Xavier: Our rivers not healthy and need serious attention


  • Nation
  • Monday, 15 Oct 2018

Focus on environment: Dr Xavier (second from right) launching the national World River Day celebration at the Lembangan Sungai Klang office in Kuala Lumpur. Looking on are (from left) Kuala Lumpur mayor Datuk Nor Hisham Ahmad Dahlan, Ministry of Water, Land and Natural Resources secretary-general Datuk Dr Tan Yew Chong, Federal Territories Minister Khalid Abdul Samad and FT Ministry secretary-general Datuk Seri Adnan Mohd Ikhsan.

KUALA LUMPUR: Rivers in three states are the most affected by the effects of deforestation and opening up of new logging areas, says Dr A. Xavier Jayakumar.

The Water, Land and Natural Resources Minister said the three states were Kelantan, Pahang and Kedah.

“The failure to have a proper integrated system for forest management has serious effects on rivers.

“Our rivers are not healthy and need serious attention,” he said at the launch of the national-level World River Day celebrations themed “Nature for Water” at the Lembangan Sungai Klang office here yesterday.

“In Klang Valley, the problem is due to the people, who do not understand the importance of clean rivers and treat it as a rubbish dump.

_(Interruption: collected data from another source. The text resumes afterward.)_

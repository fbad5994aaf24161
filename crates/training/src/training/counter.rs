//! Pair counting for BPE training.
//!
//! This module keeps the segmented training words (deduplicated, with their
//! occurrence counts) and counts adjacent symbol pair frequencies over them,
//! with an optional parallel path.

use ahash::AHashMap;
use mergetok_core::{apply_merge, segment, Pair, Symbol, Word};
use rayon::prelude::*;

/// Count every adjacent pair across a sequence of words.
///
/// A word of `k + 1` symbols contributes exactly `k` pair occurrences.
/// Pairs that never occur are absent from the result.
pub fn count_pairs(words: &[Word]) -> AHashMap<Pair, u64> {
    let mut pair_counts: AHashMap<Pair, u64> = AHashMap::new();
    for word in words {
        add_word_pairs(&mut pair_counts, word, 1);
    }
    pair_counts
}

#[inline]
fn add_word_pairs(pair_counts: &mut AHashMap<Pair, u64>, word: &[Symbol], weight: u64) {
    for window in word.windows(2) {
        let pair = Pair::new(window[0].clone(), window[1].clone());
        *pair_counts.entry(pair).or_insert(0) += weight;
    }
}

/// Counter for BPE pair frequencies.
///
/// Identical words are stored once with an occurrence count; every count it
/// reports is weighted by those occurrences, so the result equals counting
/// over the full word sequence.
pub struct PairCounter {
    /// Boundary marker appended to every word
    boundary: Symbol,
    /// Segmented words in first-seen order
    words: Vec<Word>,
    /// Occurrences of each word
    word_counts: Vec<u64>,
    /// Raw word -> position in `words`
    positions: AHashMap<String, usize>,
}

impl PairCounter {
    /// Create a new pair counter using the given boundary marker.
    pub fn new(boundary: &str) -> Self {
        Self {
            boundary: Symbol::new(boundary),
            words: Vec::new(),
            word_counts: Vec::new(),
            positions: AHashMap::new(),
        }
    }

    /// Add text to be processed for pair counting.
    ///
    /// The text is split on whitespace and each word is segmented.
    pub fn add_text(&mut self, text: &str) {
        for word in text.split_whitespace() {
            self.add_word(word);
        }
    }

    /// Add a single word to the counter.
    pub fn add_word(&mut self, word: &str) {
        if let Some(&pos) = self.positions.get(word) {
            self.word_counts[pos] += 1;
            return;
        }

        self.positions.insert(word.to_string(), self.words.len());
        self.words.push(segment(word, &self.boundary));
        self.word_counts.push(1);
    }

    /// Count all pairs in parallel.
    ///
    /// Produces exactly the same map as [`PairCounter::count_pairs_sequential`].
    pub fn count_pairs_parallel(&self) -> AHashMap<Pair, u64> {
        self.words
            .par_iter()
            .zip(self.word_counts.par_iter())
            .fold(AHashMap::new, |mut acc, (word, &count)| {
                add_word_pairs(&mut acc, word, count);
                acc
            })
            .reduce(AHashMap::new, |mut acc, pair_counts| {
                for (pair, count) in pair_counts {
                    *acc.entry(pair).or_insert(0) += count;
                }
                acc
            })
    }

    /// Count all pairs sequentially.
    pub fn count_pairs_sequential(&self) -> AHashMap<Pair, u64> {
        let mut pair_counts: AHashMap<Pair, u64> = AHashMap::new();

        for (word, &count) in self.words.iter().zip(self.word_counts.iter()) {
            add_word_pairs(&mut pair_counts, word, count);
        }

        pair_counts
    }

    /// Merge a pair in all words (mutates words in place).
    ///
    /// Returns how many symbols the corpus lost, weighted by word occurrences.
    pub fn merge_pair_in_words(&mut self, pair: &Pair) -> u64 {
        self.words
            .iter_mut()
            .zip(self.word_counts.iter())
            .map(|(word, &count)| apply_merge(word, pair) as u64 * count)
            .sum()
    }

    /// Parallel variant of [`PairCounter::merge_pair_in_words`].
    pub fn merge_pair_in_words_parallel(&mut self, pair: &Pair) -> u64 {
        self.words
            .par_iter_mut()
            .zip(self.word_counts.par_iter())
            .map(|(word, &count)| apply_merge(word, pair) as u64 * count)
            .sum()
    }

    /// Get the number of unique words.
    pub fn word_count(&self) -> usize {
        self.words.len()
    }

    /// Get the total count of all word occurrences.
    pub fn total_word_occurrences(&self) -> u64 {
        self.word_counts.iter().sum()
    }

    /// Total symbols across all word occurrences.
    pub fn symbol_count(&self) -> u64 {
        self.words
            .iter()
            .zip(self.word_counts.iter())
            .map(|(word, &count)| word.len() as u64 * count)
            .sum()
    }

    /// Get a reference to the words.
    pub fn words(&self) -> &[Word] {
        &self.words
    }

    /// Get a reference to the word counts.
    pub fn word_counts(&self) -> &[u64] {
        &self.word_counts
    }

    /// Clear all data from the counter.
    pub fn clear(&mut self) {
        self.words.clear();
        self.word_counts.clear();
        self.positions.clear();
    }
}

impl Default for PairCounter {
    fn default() -> Self {
        Self::new(mergetok_core::DEFAULT_BOUNDARY)
    }
}

#[cfg(test)]
mod tests {
    use super::*;

    #[test]
    fn test_add_word() {
        let mut counter = PairCounter::default();
        counter.add_word("abc");

        assert_eq!(counter.word_count(), 1);
        assert_eq!(counter.words()[0], vec!["a", "b", "c", "</w>"]);
    }

    #[test]
    fn test_add_text_deduplicates() {
        let mut counter = PairCounter::default();
        counter.add_text("low lower\tlow\n lowest low");

        assert_eq!(counter.word_count(), 3);
        assert_eq!(counter.word_counts(), &[3, 1, 1]);
        assert_eq!(counter.total_word_occurrences(), 5);
        // 3 * 4 + 6 + 7
        assert_eq!(counter.symbol_count(), 25);
    }

    #[test]
    fn test_count_pairs_sequential() {
        let mut counter = PairCounter::new("_");
        counter.add_word("ab");
        counter.add_word("bc");

        let pairs = counter.count_pairs_sequential();
        assert_eq!(pairs.len(), 4);
        assert_eq!(pairs.get(&Pair::new("a", "b")), Some(&1));
        assert_eq!(pairs.get(&Pair::new("b", "_")), Some(&1));
        assert_eq!(pairs.get(&Pair::new("b", "c")), Some(&1));
        assert_eq!(pairs.get(&Pair::new("c", "_")), Some(&1));
        assert_eq!(pairs.get(&Pair::new("a", "c")), None);
    }

    #[test]
    fn test_count_pairs_with_frequency() {
        let mut counter = PairCounter::default();
        counter.add_word("ab");
        counter.add_word("ab"); // Same word twice
        counter.add_word("ab"); // Three times total

        let pairs = counter.count_pairs_sequential();
        assert_eq!(pairs.get(&Pair::new("a", "b")), Some(&3));
        assert_eq!(pairs.get(&Pair::new("b", "</w>")), Some(&3));
    }

    #[test]
    fn test_count_pairs_parallel_matches_sequential() {
        let mut counter = PairCounter::default();
        counter.add_text("abc bcd cde abc low lower lowest aaaa");

        assert_eq!(
            counter.count_pairs_parallel(),
            counter.count_pairs_sequential()
        );
    }

    #[test]
    fn test_free_count_pairs_counts_k_pairs_per_word() {
        let words = vec![segment("lowest", "</w>"), segment("", "</w>")];
        let pairs = count_pairs(&words);

        // "lowest</w>" has 7 symbols -> 6 pairs; "</w>" alone has none
        assert_eq!(pairs.values().sum::<u64>(), 6);
        assert!(pairs.values().all(|&count| count > 0));
    }

    #[test]
    fn test_merge_pair_in_words_weighted() {
        let mut counter = PairCounter::default();
        counter.add_text("low low lowest");

        let before = counter.symbol_count();
        let removed = counter.merge_pair_in_words(&Pair::new("l", "o"));

        assert_eq!(removed, 3);
        assert_eq!(counter.symbol_count(), before - removed);
        assert_eq!(counter.words()[0], vec!["lo", "w", "</w>"]);
    }

    #[test]
    fn test_merge_pair_in_words_parallel() {
        let mut sequential = PairCounter::default();
        let mut parallel = PairCounter::default();
        sequential.add_text("aaa aaaa banana");
        parallel.add_text("aaa aaaa banana");

        let pair = Pair::new("a", "a");
        assert_eq!(
            sequential.merge_pair_in_words(&pair),
            parallel.merge_pair_in_words_parallel(&pair)
        );
        assert_eq!(sequential.words(), parallel.words());
    }
}
//! Core BPE algorithm implementation.
//!
//! This module contains the symbol-level data structures and the two
//! primitive operations every other component is built from: segmenting a
//! word and applying one merge rule to it.

pub mod merges;
pub mod priority;
pub mod word;

pub use merges::{MergeRule, MergeRules, Pair, Symbol};
pub use priority::{select_best, MergeCandidate};
pub use word::{apply_merge, apply_merge_all, segment, Word};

It is common to see waste from restaurants and industries being dumped into rivers.”

But Dr Xavier pointed out that river pollution nationwide increased by just 2% last year, compared to 2013.

He said according to a study by the Department of Environment, out of the 189 main river basins in the country, 11% were considered polluted last year.

“The increase is likely caused by rapid developments and lack of awareness on environmental conservation and preservation.

“All state and local authorities should fully enforce laws to keep rivers clean,” he said, adding that incentives and enforcements were both needed to keep the situation in check.

Dr Xavier also said the Drainage and Irrigation Department had launched the integrated river basin management programme nationwide to ensure that there was enough clean water, as well as to reduce the risk of floods and increase environmental conservation.

He said local non-governmental organisations and residents should act as “eyes and ears” to look after the rivers.

“Education is also another key area. Emphasis on the importance of environment should start from primary school to bring about a change in lifestyle.

“We are looking at law reforms for the betterment of the country,” he said, adding that the people need to embrace “shared responsibilities” in caring for the rivers.

On the presence of illegal plastic recycling factories, Dr Xavier said a special committee had been set up to look into the industry to prevent the country from being a dumping ground for recyclables, which included plastics.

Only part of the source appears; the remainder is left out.